-- ACTIVITY --
The number needed is how many lines of the data hold the string "offset". Give that number and nothing more.

-- DATA PROVIDED --
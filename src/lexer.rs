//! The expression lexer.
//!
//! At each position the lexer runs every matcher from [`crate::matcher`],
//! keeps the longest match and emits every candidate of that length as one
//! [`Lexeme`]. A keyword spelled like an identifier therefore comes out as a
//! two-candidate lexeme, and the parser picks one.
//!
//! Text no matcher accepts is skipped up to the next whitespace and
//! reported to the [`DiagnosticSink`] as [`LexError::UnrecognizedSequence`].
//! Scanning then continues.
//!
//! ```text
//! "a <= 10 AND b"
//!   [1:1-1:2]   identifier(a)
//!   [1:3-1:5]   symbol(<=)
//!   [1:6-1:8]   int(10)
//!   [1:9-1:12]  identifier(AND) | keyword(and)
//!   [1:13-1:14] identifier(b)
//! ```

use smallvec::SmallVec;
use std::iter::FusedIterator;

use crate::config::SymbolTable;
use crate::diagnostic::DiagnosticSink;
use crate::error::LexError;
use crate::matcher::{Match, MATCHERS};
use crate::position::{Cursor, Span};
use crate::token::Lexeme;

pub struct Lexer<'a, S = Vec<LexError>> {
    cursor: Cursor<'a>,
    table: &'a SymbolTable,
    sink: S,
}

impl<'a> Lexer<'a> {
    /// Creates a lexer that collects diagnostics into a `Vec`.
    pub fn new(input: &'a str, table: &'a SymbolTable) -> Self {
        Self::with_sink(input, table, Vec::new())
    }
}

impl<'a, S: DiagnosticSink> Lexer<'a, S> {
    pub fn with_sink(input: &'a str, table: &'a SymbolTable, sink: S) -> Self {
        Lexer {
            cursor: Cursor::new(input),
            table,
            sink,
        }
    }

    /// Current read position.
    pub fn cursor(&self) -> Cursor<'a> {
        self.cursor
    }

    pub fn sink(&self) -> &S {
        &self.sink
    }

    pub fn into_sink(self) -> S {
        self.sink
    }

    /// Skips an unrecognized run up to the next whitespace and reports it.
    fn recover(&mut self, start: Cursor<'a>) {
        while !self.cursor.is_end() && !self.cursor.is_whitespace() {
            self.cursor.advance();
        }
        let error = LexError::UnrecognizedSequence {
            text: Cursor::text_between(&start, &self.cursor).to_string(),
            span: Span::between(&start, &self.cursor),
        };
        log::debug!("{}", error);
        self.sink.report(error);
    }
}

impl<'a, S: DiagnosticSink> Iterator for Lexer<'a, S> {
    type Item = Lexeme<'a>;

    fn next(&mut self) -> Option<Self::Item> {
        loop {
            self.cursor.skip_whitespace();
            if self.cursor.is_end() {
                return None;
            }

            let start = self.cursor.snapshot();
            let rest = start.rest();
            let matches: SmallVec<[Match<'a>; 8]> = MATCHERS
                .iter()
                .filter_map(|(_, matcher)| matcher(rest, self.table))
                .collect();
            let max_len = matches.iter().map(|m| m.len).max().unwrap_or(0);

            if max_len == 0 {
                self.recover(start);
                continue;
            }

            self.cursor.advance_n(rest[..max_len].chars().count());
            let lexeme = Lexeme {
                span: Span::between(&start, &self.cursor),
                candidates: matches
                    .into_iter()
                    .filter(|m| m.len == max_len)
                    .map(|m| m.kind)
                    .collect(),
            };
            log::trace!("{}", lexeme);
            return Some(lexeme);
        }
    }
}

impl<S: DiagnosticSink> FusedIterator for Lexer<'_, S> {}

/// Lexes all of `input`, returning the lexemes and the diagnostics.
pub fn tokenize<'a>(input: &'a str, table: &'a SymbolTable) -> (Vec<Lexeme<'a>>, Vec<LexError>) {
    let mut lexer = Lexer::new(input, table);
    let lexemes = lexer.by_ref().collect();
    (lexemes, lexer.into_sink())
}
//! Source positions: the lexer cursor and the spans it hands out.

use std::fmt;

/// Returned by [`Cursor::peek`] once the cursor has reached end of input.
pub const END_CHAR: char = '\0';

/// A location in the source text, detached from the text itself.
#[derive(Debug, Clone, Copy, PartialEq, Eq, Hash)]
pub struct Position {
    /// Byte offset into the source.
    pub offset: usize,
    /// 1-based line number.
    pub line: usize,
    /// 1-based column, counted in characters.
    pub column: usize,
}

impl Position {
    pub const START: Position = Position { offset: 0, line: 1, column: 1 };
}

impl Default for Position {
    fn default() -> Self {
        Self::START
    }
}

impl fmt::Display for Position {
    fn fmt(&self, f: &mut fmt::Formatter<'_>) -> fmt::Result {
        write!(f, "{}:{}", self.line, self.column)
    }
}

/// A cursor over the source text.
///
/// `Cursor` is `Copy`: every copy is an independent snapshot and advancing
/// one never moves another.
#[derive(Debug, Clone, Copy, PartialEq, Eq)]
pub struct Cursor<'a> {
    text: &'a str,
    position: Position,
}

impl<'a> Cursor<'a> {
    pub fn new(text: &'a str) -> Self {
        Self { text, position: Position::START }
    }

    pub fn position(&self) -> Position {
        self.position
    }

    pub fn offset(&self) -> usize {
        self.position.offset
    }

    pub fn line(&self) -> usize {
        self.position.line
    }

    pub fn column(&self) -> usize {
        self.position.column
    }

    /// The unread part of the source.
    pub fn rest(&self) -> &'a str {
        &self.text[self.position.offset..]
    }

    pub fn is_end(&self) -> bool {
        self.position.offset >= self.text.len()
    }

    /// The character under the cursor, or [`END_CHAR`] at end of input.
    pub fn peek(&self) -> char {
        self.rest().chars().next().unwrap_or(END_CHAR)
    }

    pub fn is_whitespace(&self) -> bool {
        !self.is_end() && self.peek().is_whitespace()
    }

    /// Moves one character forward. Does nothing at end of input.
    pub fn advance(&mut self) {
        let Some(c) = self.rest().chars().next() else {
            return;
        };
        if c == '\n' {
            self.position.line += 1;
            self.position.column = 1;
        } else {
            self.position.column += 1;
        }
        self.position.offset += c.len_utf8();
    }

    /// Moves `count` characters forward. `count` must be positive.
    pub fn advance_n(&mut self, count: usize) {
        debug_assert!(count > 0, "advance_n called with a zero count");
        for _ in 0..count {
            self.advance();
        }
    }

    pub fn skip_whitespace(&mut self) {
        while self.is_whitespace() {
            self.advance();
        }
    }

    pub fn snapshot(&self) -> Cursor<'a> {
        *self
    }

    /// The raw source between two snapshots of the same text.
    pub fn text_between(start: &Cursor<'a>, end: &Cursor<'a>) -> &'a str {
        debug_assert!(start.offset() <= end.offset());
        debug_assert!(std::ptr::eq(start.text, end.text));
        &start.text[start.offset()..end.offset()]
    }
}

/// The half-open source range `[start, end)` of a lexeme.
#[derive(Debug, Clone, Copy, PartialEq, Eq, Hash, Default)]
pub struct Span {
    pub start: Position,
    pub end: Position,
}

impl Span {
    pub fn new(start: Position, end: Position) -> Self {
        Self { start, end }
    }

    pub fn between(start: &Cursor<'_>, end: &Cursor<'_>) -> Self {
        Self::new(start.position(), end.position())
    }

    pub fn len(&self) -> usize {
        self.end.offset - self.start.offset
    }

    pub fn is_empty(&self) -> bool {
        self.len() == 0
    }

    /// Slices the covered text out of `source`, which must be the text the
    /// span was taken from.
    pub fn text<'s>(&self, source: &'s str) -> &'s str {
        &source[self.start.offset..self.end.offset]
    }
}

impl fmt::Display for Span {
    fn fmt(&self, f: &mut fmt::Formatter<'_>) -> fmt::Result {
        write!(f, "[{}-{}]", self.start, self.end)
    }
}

-- EXPECTED ANSWER --
12